We added support for multiplication and division with the term rule separating factors by * or /. Note that we re-use the same function fold_left for transforming the expression list into a binary tree. We show how precedence is encoded into these rules by computing step by step the parsing of the Calc expression 8-2/2.

  1. We enter expression and directly call term which in turn call factor.
  2. We enter factor and try the rule number which succeeds. factor returns Number(8).
  3. We go back in term and try (factor_op factor)* but factor_op does not match - so e* produces an empty Vec and fold_left returns the first and unchanged value Number(8).
  4. We go back in expression and try (term_op term)*, term_op matches - and returns Sub.
  5. We re-enter term and since the remaining input is 2/2, it exactly matches the expression factor factor_op factor and returns BinaryExpr(Div, Number(2), Number(2)).
  6. We go back in expression and build the final expression BinaryExpr(Sub, Number(8), BinaryExpr(Div, Number(2), Number(2))).

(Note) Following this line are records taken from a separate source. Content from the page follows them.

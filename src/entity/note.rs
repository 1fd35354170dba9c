// src/entity/note.rs
use chrono::{DateTime, Utc};
use serde::{Deserialize, Serialize};

use super::deserialize_timestamp;

#[derive(Debug, Clone, PartialEq, Eq, Serialize, Deserialize)]
pub struct Note {
    pub id: u32,
    pub content: String,
    #[serde(deserialize_with = "deserialize_timestamp")]
    pub created_at: DateTime<Utc>,
    /// Absent in partially written documents; treated as not completed.
    #[serde(default)]
    pub completed: bool,
}

impl Note {
    pub fn new(id: u32, content: String) -> Self {
        Self {
            id,
            content,
            created_at: Utc::now(),
            completed: false,
        }
    }

    pub fn is_active(&self) -> bool {
        !self.completed
    }
}
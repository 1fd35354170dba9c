use std::env;

use clap::Parser;
use tracing_subscriber::{fmt, prelude::*, EnvFilter};
use voice_notes::cli::{
    handle_add, handle_complete, handle_delete, handle_init, handle_list, handle_say,
    handle_status, Cli, Commands,
};

#[tokio::main]
async fn main() {
    init_tracing();
    let cli = Cli::parse();

    let result = match cli.command {
        Commands::Init { name, legacy_ids } => handle_init(name, legacy_ids),
        Commands::Add { content, json } => handle_add(content, json).await,
        Commands::Complete { id, json } => handle_complete(id, json).await,
        Commands::Delete { id, force, json } => handle_delete(id, force, json).await,
        Commands::List { json } => handle_list(json),
        Commands::Status { json } => handle_status(json),
        Commands::Say { words, json } => handle_say(words, json).await,
    };

    if let Err(e) = result {
        eprintln!("Error: {}", e);
        std::process::exit(1);
    }
}

fn init_tracing() {
    let filter = EnvFilter::try_from_env("VOICE_NOTES_LOG").unwrap_or_else(|_| {
        EnvFilter::new(if env::var("DEBUG").is_ok() {
            "voice_notes=debug"
        } else {
            "voice_notes=warn"
        })
    });

    tracing_subscriber::registry()
        .with(filter)
        .with(fmt::layer().compact().with_writer(std::io::stderr))
        .init();
}
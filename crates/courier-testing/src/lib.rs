//! Test infrastructure shared by the Courier crates.
//!
//! Provides builders for webhooks and events with sensible defaults, an HTTP
//! receiver double that records the signed callbacks it receives, and
//! isolated PostgreSQL databases for storage tests.

#![warn(missing_docs)]
#![forbid(unsafe_code)]

pub mod database;
pub mod fixtures;
pub mod http;

pub use courier_core::TestClock;
pub use database::TestDatabase;
pub use fixtures::{EventBuilder, WebhookBuilder};
pub use http::{MockResponse, MockServer, RecordedRequest};
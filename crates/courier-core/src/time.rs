//! Time abstractions for testable timing operations.
//!
//! Signing timestamps, retry schedules and the due-retry query all read the
//! clock through the `Clock` trait so tests can pin and advance time.

use std::{
    fmt,
    future::Future,
    pin::Pin,
    sync::{
        atomic::{AtomicI64, Ordering},
        Arc,
    },
    time::Duration,
};

use chrono::{DateTime, TimeZone, Utc};

/// Clock abstraction for time operations.
pub trait Clock: Send + Sync + fmt::Debug {
    /// Returns the current wall-clock time.
    fn now(&self) -> DateTime<Utc>;

    /// Sleeps for the specified duration.
    ///
    /// In production this maps to `tokio::time::sleep`, test clocks advance
    /// virtual time instead.
    fn sleep(&self, duration: Duration) -> Pin<Box<dyn Future<Output = ()> + Send + '_>>;
}

/// Real clock backed by system time and tokio's timer.
#[derive(Debug, Clone, Copy, Default)]
pub struct RealClock;

impl RealClock {
    /// Creates a new real clock instance.
    pub fn new() -> Self {
        Self
    }
}

impl Clock for RealClock {
    fn now(&self) -> DateTime<Utc> {
        Utc::now()
    }

    fn sleep(&self, duration: Duration) -> Pin<Box<dyn Future<Output = ()> + Send + '_>> {
        Box::pin(tokio::time::sleep(duration))
    }
}

/// Test clock with manually controlled time.
///
/// Clones share the same underlying time, so a clock handed to the engine can
/// be advanced from the test body.
#[derive(Clone)]
pub struct TestClock {
    micros: Arc<AtomicI64>,
}

impl TestClock {
    /// Creates a test clock starting at the current time.
    pub fn new() -> Self {
        Self::starting_at(Utc::now())
    }

    /// Creates a test clock starting at `start`.
    pub fn starting_at(start: DateTime<Utc>) -> Self {
        Self { micros: Arc::new(AtomicI64::new(start.timestamp_micros())) }
    }

    /// Advances the clock by `duration`.
    pub fn advance(&self, duration: Duration) {
        let micros = i64::try_from(duration.as_micros()).unwrap_or(i64::MAX);
        self.micros.fetch_add(micros, Ordering::AcqRel);
    }

    /// Moves the clock to `time`, forwards or backwards.
    pub fn set(&self, time: DateTime<Utc>) {
        self.micros.store(time.timestamp_micros(), Ordering::Release);
    }
}

impl Default for TestClock {
    fn default() -> Self {
        Self::new()
    }
}

impl fmt::Debug for TestClock {
    fn fmt(&self, f: &mut fmt::Formatter<'_>) -> fmt::Result {
        f.debug_struct("TestClock").field("now", &self.now()).finish()
    }
}

impl Clock for TestClock {
    fn now(&self) -> DateTime<Utc> {
        let micros = self.micros.load(Ordering::Acquire);
        Utc.timestamp_micros(micros).single().unwrap_or_default()
    }

    fn sleep(&self, duration: Duration) -> Pin<Box<dyn Future<Output = ()> + Send + '_>> {
        self.advance(duration);
        Box::pin(tokio::task::yield_now())
    }
}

This expression respects the precedence of arithmetic operators. A general technique to build a PEG supporting any level of precedence is to nest rules in the invert order of precedence. For example in Calc, numbers and variables have the highest precedence; note that this is always the case for atoms. Addition and subtraction have the lowest precedence and it implies that, for e1+e2, both sub-expressions will first be considered to be terms or factors before trying to parse them as expressions. We suggest that you first group operators by precedence levels and than write the expression rules:


# #![allow(unused_variables)]
#fn main() {
operators_lvl_1 = "+" / "-"
operators_lvl_2 = "*" / "/"
// ...
operators_lvl_n = "-" // unary minus operator

expr_lvl_1 = expr_lvl_2 (operators_lvl_1 expr_lvl_2)*
expr_lvl_2 = expr_lvl_3 (operators_lvl_2 expr_lvl_3)*
// ...
expr_lvl_n = operators_lvl_n atom
#}

You can freely adapt this template for any level of precedence in your grammar and add the corresponding semantic actions.

Syntactic predicates

Our grammar already parse simple arithmetic expression, we now improve the rule for identifiers. For the moment, 98a is a valid identifier because we stated that identifiers are parsed with ["a-zA-Z0-9_"]+. Similarly to classic programming languages, we would like to forbid a digit to start an identifier. We can achieve that with the combinators we have already seen:


# #![allow(unused_variables)]
#fn main() {
oak! {
  // ... previous rules and code truncated.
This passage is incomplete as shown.